• **Record extracts**:
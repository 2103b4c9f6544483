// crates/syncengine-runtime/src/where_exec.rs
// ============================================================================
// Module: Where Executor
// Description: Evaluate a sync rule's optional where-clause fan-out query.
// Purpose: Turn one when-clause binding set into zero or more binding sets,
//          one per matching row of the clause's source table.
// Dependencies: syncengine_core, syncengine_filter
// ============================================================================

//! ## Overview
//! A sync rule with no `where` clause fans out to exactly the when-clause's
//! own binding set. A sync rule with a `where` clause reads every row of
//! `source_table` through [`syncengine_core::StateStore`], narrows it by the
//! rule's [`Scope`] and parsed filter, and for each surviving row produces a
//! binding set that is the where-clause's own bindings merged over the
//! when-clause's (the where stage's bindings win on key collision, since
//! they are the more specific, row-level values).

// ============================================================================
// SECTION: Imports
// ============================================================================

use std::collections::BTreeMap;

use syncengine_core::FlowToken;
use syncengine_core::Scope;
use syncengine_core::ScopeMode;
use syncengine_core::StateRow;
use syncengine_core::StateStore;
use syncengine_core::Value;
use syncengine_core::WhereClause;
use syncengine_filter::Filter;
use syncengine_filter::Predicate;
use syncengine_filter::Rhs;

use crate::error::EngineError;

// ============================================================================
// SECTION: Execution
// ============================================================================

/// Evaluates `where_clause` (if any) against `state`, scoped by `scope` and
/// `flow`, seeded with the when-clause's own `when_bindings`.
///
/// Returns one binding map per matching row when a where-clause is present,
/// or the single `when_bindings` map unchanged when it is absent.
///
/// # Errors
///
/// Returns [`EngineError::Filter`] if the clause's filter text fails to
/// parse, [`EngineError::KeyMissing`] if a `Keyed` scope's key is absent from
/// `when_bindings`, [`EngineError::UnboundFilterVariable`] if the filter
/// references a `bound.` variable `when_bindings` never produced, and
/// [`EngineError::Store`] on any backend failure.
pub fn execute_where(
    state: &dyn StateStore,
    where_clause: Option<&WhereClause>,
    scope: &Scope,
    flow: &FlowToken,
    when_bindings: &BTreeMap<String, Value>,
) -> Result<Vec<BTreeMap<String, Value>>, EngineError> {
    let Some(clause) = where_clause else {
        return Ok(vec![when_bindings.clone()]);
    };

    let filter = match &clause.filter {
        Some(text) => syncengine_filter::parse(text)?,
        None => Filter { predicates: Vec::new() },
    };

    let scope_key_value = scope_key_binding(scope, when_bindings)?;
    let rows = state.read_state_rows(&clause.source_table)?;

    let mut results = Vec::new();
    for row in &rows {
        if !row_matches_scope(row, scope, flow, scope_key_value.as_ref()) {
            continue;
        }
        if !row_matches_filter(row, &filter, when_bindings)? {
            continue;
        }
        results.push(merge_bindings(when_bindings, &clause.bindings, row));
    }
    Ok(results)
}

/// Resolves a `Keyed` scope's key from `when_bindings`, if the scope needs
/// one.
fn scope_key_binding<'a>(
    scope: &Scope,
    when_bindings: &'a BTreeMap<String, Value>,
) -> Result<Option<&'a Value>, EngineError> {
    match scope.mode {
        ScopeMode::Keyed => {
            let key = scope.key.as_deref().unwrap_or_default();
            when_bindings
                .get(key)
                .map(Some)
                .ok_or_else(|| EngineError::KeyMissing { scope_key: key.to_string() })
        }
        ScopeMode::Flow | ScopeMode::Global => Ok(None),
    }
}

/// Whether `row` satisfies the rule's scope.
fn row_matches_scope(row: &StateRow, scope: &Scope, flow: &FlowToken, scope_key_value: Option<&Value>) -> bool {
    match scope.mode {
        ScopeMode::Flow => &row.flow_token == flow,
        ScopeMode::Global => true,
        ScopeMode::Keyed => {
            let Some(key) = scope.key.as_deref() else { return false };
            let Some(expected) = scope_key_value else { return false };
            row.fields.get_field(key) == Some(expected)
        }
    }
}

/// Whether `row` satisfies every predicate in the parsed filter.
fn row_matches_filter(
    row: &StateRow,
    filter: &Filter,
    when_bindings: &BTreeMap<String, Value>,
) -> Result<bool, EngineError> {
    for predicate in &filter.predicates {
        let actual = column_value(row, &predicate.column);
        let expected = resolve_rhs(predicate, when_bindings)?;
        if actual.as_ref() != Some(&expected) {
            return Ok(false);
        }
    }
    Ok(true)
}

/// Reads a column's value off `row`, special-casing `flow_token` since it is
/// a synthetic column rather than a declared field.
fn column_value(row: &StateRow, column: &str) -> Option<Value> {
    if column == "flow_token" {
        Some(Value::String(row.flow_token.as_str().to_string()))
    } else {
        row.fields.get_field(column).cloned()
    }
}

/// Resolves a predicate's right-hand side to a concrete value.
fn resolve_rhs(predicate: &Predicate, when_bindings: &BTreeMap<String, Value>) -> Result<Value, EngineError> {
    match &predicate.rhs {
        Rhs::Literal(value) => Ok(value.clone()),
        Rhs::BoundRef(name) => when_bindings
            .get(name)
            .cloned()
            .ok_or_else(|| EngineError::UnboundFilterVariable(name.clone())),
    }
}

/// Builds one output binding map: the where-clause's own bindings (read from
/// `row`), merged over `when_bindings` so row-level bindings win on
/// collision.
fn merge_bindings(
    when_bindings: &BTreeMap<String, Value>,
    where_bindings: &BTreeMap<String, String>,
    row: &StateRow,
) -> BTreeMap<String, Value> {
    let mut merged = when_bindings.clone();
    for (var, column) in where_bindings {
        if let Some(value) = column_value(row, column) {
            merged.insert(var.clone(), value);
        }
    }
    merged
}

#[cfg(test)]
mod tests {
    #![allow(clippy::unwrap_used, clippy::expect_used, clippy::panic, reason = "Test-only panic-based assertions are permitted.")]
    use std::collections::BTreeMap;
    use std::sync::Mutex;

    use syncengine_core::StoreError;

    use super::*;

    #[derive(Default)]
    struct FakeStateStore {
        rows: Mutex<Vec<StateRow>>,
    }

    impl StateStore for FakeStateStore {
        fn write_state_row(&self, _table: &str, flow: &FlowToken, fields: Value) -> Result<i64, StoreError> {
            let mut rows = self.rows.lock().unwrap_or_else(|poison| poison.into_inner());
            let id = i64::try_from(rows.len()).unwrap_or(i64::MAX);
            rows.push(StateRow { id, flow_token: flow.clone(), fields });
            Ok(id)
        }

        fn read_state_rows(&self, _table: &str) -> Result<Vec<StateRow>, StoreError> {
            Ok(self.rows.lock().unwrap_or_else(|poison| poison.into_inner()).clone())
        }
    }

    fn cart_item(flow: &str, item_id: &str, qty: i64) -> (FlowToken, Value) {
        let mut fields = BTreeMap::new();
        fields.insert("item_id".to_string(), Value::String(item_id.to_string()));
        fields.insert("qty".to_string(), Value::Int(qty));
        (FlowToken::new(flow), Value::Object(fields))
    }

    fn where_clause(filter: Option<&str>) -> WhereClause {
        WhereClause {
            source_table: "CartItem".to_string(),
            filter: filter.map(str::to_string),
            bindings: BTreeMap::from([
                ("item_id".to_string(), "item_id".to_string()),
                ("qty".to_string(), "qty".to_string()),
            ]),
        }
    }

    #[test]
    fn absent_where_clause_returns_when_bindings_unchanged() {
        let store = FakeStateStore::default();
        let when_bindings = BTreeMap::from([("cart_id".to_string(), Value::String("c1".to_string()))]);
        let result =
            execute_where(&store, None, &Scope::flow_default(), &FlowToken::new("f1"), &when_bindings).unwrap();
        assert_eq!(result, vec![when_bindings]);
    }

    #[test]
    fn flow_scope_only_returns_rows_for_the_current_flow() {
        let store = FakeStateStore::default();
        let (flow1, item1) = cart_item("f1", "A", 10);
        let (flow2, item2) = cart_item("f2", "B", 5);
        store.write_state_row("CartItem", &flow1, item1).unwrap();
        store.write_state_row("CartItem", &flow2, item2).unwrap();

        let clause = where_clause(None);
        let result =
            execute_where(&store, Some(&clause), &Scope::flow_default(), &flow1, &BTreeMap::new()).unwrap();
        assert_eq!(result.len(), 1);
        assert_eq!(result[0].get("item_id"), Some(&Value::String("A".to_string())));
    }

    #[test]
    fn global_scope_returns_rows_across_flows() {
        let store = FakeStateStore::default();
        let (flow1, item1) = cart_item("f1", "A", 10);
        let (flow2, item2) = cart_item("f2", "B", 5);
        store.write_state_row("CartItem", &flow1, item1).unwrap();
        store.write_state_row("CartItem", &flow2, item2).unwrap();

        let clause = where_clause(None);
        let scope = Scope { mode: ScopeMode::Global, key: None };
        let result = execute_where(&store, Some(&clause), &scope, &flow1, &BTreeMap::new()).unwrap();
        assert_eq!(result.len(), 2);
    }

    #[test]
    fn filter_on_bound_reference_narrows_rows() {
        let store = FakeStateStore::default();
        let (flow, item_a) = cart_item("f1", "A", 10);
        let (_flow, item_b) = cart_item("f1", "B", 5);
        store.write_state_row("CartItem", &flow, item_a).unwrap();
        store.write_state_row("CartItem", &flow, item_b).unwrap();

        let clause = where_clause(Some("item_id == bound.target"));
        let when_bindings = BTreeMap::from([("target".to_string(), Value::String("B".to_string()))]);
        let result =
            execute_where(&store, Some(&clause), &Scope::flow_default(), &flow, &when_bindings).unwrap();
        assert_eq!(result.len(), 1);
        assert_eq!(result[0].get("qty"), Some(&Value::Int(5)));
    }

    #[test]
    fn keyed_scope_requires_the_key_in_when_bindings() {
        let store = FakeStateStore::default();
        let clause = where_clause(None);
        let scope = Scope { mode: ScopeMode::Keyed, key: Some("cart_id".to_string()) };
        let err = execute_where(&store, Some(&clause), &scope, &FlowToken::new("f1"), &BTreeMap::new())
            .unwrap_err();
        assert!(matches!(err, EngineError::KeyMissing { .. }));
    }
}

• **Task instructions**: Nothing but the lines from the start of the data through the line holding "use syncengine_core::FlowToken;" should be restated, and each one exactly.

• **Response below**:
repository 2103b4c9f6544483
// crates/syncengine-runtime/src/where_exec.rs
// ============================================================================
// Module: Where Executor
// Description: Evaluate a sync rule's optional where-clause fan-out query.
// Purpose: Turn one when-clause binding set into zero or more binding sets,
//          one per matching row of the clause's source table.
// Dependencies: syncengine_core, syncengine_filter
// ============================================================================

//! ## Overview
//! A sync rule with no `where` clause fans out to exactly the when-clause's
//! own binding set. A sync rule with a `where` clause reads every row of
//! `source_table` through [`syncengine_core::StateStore`], narrows it by the
//! rule's [`Scope`] and parsed filter, and for each surviving row produces a
//! binding set that is the where-clause's own bindings merged over the
//! when-clause's (the where stage's bindings win on key collision, since
//! they are the more specific, row-level values).

// ============================================================================
// SECTION: Imports
// ============================================================================

use std::collections::BTreeMap;

use syncengine_core::FlowToken;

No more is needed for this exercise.